## Exercise brief
Below are several entries. Transcribe exactly those lines that fall from the one with "fn uniform(&mut self, lo: f64, hi: f64)" through the one with "let span_days = 365 * 21;", end lines included.

Saved entries

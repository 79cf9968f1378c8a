use eframe::egui;

use crate::state::AppState;
use crate::ui::{panels, plot};

// ---------------------------------------------------------------------------
// eframe App implementation
// ---------------------------------------------------------------------------

pub struct AsteroidApp {
    pub state: AppState,
}

impl AsteroidApp {
    pub fn new(state: AppState) -> Self {
        Self { state }
    }
}

impl eframe::App for AsteroidApp {
    fn update(&mut self, ctx: &egui::Context, _frame: &mut eframe::Frame) {
        // ---- Top panel: menu bar and chart selector ----
        egui::TopBottomPanel::top("top_bar").show(ctx, |ui| {
            panels::top_bar(ui, &mut self.state);
        });

        // ---- Left side panel: summary and filters ----
        egui::SidePanel::left("filter_panel")
            .default_width(240.0)
            .resizable(true)
            .show(ctx, |ui| {
                panels::side_panel(ui, &mut self.state);
            });

        // ---- Central panel: chart ----
        egui::CentralPanel::default().show(ctx, |ui| {
            plot::chart_panel(ui, &self.state);
        });
    }
}

/// Open the viewer window and block until it is closed.
pub fn run_viewer(state: AppState) -> anyhow::Result<()> {
    let options = eframe::NativeOptions {
        viewport: egui::ViewportBuilder::default()
            .with_inner_size([1200.0, 800.0])
            .with_min_inner_size([600.0, 400.0]),
        ..Default::default()
    };

    eframe::run_native(
        "Asteroid Scope – NEO close approaches",
        options,
        Box::new(|_cc| Ok(Box::new(AsteroidApp::new(state)))),
    )
    .map_err(|e| anyhow::anyhow!("viewer failed: {e}"))
}
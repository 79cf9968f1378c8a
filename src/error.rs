//! Error types for the asteroid pipeline.
//!
//! Every stage returns [`DataError`] instead of panicking. The variants are
//! grouped into four broad categories (see [`ErrorCategory`]) so callers can
//! tell "the file is missing" apart from "the file is fine but nothing
//! survived the filter".

use std::io;
use std::path::PathBuf;

use thiserror::Error;

/// Coarse classification of a [`DataError`].
#[derive(Debug, Clone, Copy, PartialEq, Eq)]
pub enum ErrorCategory {
    /// File missing or unreadable.
    AbsentInput,
    /// Unparsable file, column, or unusable numeric data.
    MalformedInput,
    /// Well-formed but zero rows (from load or after filtering).
    EmptyInput,
    /// A required column is missing from the schema.
    SchemaViolation,
}

#[derive(Debug, Error)]
pub enum DataError {
    #[error("File not found: {}", .0.display())]
    NotFound(PathBuf),

    #[error("Invalid file name or file path {}: {source}", .path.display())]
    InvalidPath {
        path: PathBuf,
        #[source]
        source: io::Error,
    },

    #[error("The file is empty: {}", .0.display())]
    EmptyFile(PathBuf),

    #[error("Failed to parse the CSV file: {0}")]
    Parse(String),

    #[error("Table is empty")]
    EmptyTable,

    #[error("Missing required columns: {0:?}")]
    MissingColumns(Vec<String>),

    #[error("Column '{0}' has no usable values")]
    NoUsableData(String),

    #[error("Need at least two complete pairs for a regression, got {0}")]
    InsufficientData(usize),

    #[error("Cannot fit a regression line: all '{0}' values are identical")]
    DegenerateRegression(String),

    #[error("{0}")]
    Other(String),
}

impl DataError {
    pub fn category(&self) -> ErrorCategory {
        match self {
            DataError::NotFound(_) | DataError::InvalidPath { .. } => ErrorCategory::AbsentInput,
            DataError::Parse(_)
            | DataError::NoUsableData(_)
            | DataError::DegenerateRegression(_)
            | DataError::Other(_) => ErrorCategory::MalformedInput,
            DataError::EmptyFile(_) | DataError::EmptyTable | DataError::InsufficientData(_) => {
                ErrorCategory::EmptyInput
            }
            DataError::MissingColumns(_) => ErrorCategory::SchemaViolation,
        }
    }

    /// Log the error where it is detected and hand it back for propagation.
    pub(crate) fn logged(self) -> Self {
        log::error!("Error: {self}");
        self
    }
}

pub type Result<T, E = DataError> = std::result::Result<T, E>;

#[cfg(test)]
mod tests {
    use super::*;

    #[test]
    fn categories_follow_taxonomy() {
        assert_eq!(
            DataError::NotFound(PathBuf::from("x.csv")).category(),
            ErrorCategory::AbsentInput
        );
        assert_eq!(
            DataError::Parse("bad row".into()).category(),
            ErrorCategory::MalformedInput
        );
        assert_eq!(DataError::EmptyTable.category(), ErrorCategory::EmptyInput);
        assert_eq!(
            DataError::MissingColumns(vec!["Name".into()]).category(),
            ErrorCategory::SchemaViolation
        );
    }

    #[test]
    fn missing_columns_message_lists_names() {
        let err = DataError::MissingColumns(vec!["Name".into(), "Orbit ID".into()]);
        assert_eq!(
            err.to_string(),
            r#"Missing required columns: ["Name", "Orbit ID"]"#
        );
    }

    #[test]
    fn logged_returns_the_same_error() {
        let err = DataError::InsufficientData(1).logged();
        assert!(matches!(err, DataError::InsufficientData(1)));
        assert_eq!(err.to_string(), "Need at least two complete pairs for a regression, got 1");
    }
}
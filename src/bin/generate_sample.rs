//! Writes a deterministic, synthetic `nasa.csv` with the same columns as the
//! NASA close-approach dataset, for demos and manual testing.
//!
//! Usage: `cargo run --bin generate_sample -- [OUTPUT] [ROWS]`

use std::path::PathBuf;

use anyhow::{Context, Result};
use chrono::{Duration, NaiveDate};
use clap::Parser;

#[derive(Parser, Debug)]
#[command(name = "generate_sample")]
#[command(about = "Write a synthetic NASA close-approach CSV", long_about = None)]
struct Args {
    /// Destination file
    #[arg(default_value = "nasa.csv")]
    output: PathBuf,

    /// Number of approaches to generate
    #[arg(default_value_t = 4000, value_parser = clap::value_parser!(u32).range(1..))]
    rows: u32,
}

const HEADER: [&str; 13] = [
    "Neo Reference ID",
    "Name",
    "Absolute Magnitude",
    "Est Dia in KM(min)",
    "Est Dia in KM(max)",
    "Close Approach Date",
    "Miles per hour",
    "Miss Dist.(kilometers)",
    "Orbiting Body",
    "Orbit ID",
    "Minimum Orbit Intersection",
    "Equinox",
    "Hazardous",
];

/// Minimal deterministic PRNG (xoshiro256**)
struct SimpleRng {
    state: [u64; 4],
}

impl SimpleRng {
    fn new(seed: u64) -> Self {
        let mut s = [0u64; 4];
        let mut x = seed;
        for slot in &mut s {
            x = x.wrapping_mul(6364136223846793005).wrapping_add(1);
            *slot = x;
        }
        SimpleRng { state: s }
    }

    fn next_u64(&mut self) -> u64 {
        let result = (self.state[1].wrapping_mul(5))
            .rotate_left(7)
            .wrapping_mul(9);
        let t = self.state[1] << 17;
        self.state[2] ^= self.state[0];
        self.state[3] ^= self.state[1];
        self.state[1] ^= self.state[2];
        self.state[0] ^= self.state[3];
        self.state[2] ^= t;
        self.state[3] = self.state[3].rotate_left(45);
        result
    }

    fn next_f64(&mut self) -> f64 {
        (self.next_u64() >> 11) as f64 / (1u64 << 53) as f64
    }

    fn uniform(&mut self, lo: f64, hi: f64) -> f64 {
        lo + (hi - lo) * self.next_f64()
    }

    fn below(&mut self, n: u64) -> u64 {
        self.next_u64() % n
    }
}

/// Diameter bounds (km) from absolute magnitude for albedos 0.25 and 0.05.
fn diameter_range(magnitude: f64) -> (f64, f64) {
    let d = |albedo: f64| 1329.0 / albedo.sqrt() * 10f64.powf(-0.2 * magnitude);
    (d(0.25), d(0.05))
}

fn main() -> Result<()> {
    let args = Args::parse();
    let rows = args.rows;

    let mut rng = SimpleRng::new(42);
    let first_day = NaiveDate::from_ymd_opt(1995, 1, 1).context("invalid start date")?;
    let span_days = 365 * 21;

    let mut writer = csv::Writer::from_path(&args.output)
        .with_context(|| format!("creating {}", args.output.display()))?;
    writer.write_record(HEADER).context("writing header")?;

    for i in 0..rows {
        let id = 2_000_000 + rng.below(2_000_000);
        let magnitude = (rng.uniform(14.0, 32.0) * 10.0).round() / 10.0;
        let (dia_min, dia_max) = diameter_range(magnitude);
        let date = first_day + Duration::days(rng.below(span_days) as i64);
        let mph = rng.uniform(1_000.0, 100_000.0);
        let miss_km = rng.uniform(20_000.0, 75_000_000.0);
        // Skewed towards low orbit IDs so a few groups dominate.
        let orbit_spread = rng.below(60) + 1;
        let orbit_id = 1 + rng.below(orbit_spread);
        let moid = rng.uniform(0.0, 0.5);
        let hazardous = magnitude <= 22.0 && moid <= 0.05;

        // A handful of rows with missing measurements, as in the real data.
        let mph_cell = if i % 97 == 0 { String::new() } else { format!("{mph:.4}") };

        writer
            .write_record([
                id.to_string(),
                id.to_string(),
                format!("{magnitude:.1}"),
                format!("{dia_min:.6}"),
                format!("{dia_max:.6}"),
                date.format("%Y-%m-%d").to_string(),
                mph_cell,
                format!("{miss_km:.3}"),
                "Earth".to_string(),
                orbit_id.to_string(),
                format!("{moid:.6}"),
                "J2000".to_string(),
                if hazardous { "True" } else { "False" }.to_string(),
            ])
            .with_context(|| format!("writing row {i}"))?;
    }
    writer.flush().context("flushing CSV writer")?;

    println!(
        "Wrote {rows} asteroid approaches to {}",
        args.output.display()
    );
    Ok(())
}

#[cfg(test)]
mod tests {
    use super::*;
    use clap::error::ErrorKind;

    #[test]
    fn defaults_to_nasa_csv() {
        let args = Args::try_parse_from(["generate_sample"]).unwrap();
        assert_eq!(args.output, PathBuf::from("nasa.csv"));
        assert_eq!(args.rows, 4000);
    }

    #[test]
    fn help_flag_is_not_an_output_path() {
        let err = Args::try_parse_from(["generate_sample", "--help"]).unwrap_err();
        assert_eq!(err.kind(), ErrorKind::DisplayHelp);
    }

    #[test]
    fn rejects_non_positive_row_counts() {
        assert!(Args::try_parse_from(["generate_sample", "out.csv", "-5"]).is_err());
        assert!(Args::try_parse_from(["generate_sample", "out.csv", "0"]).is_err());
        let args = Args::try_parse_from(["generate_sample", "out.csv", "12"]).unwrap();
        assert_eq!(args.rows, 12);
    }
}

## Exercise solution
    fn uniform(&mut self, lo: f64, hi: f64) -> f64 {
        lo + (hi - lo) * self.next_f64()
    }

    fn below(&mut self, n: u64) -> u64 {
        self.next_u64() % n
    }
}

/// Diameter bounds (km) from absolute magnitude for albedos 0.25 and 0.05.
fn diameter_range(magnitude: f64) -> (f64, f64) {
    let d = |albedo: f64| 1329.0 / albedo.sqrt() * 10f64.powf(-0.2 * magnitude);
    (d(0.25), d(0.05))
}

fn main() -> Result<()> {
    let args = Args::parse();
    let rows = args.rows;

    let mut rng = SimpleRng::new(42);
    let first_day = NaiveDate::from_ymd_opt(1995, 1, 1).context("invalid start date")?;
    let span_days = 365 * 21;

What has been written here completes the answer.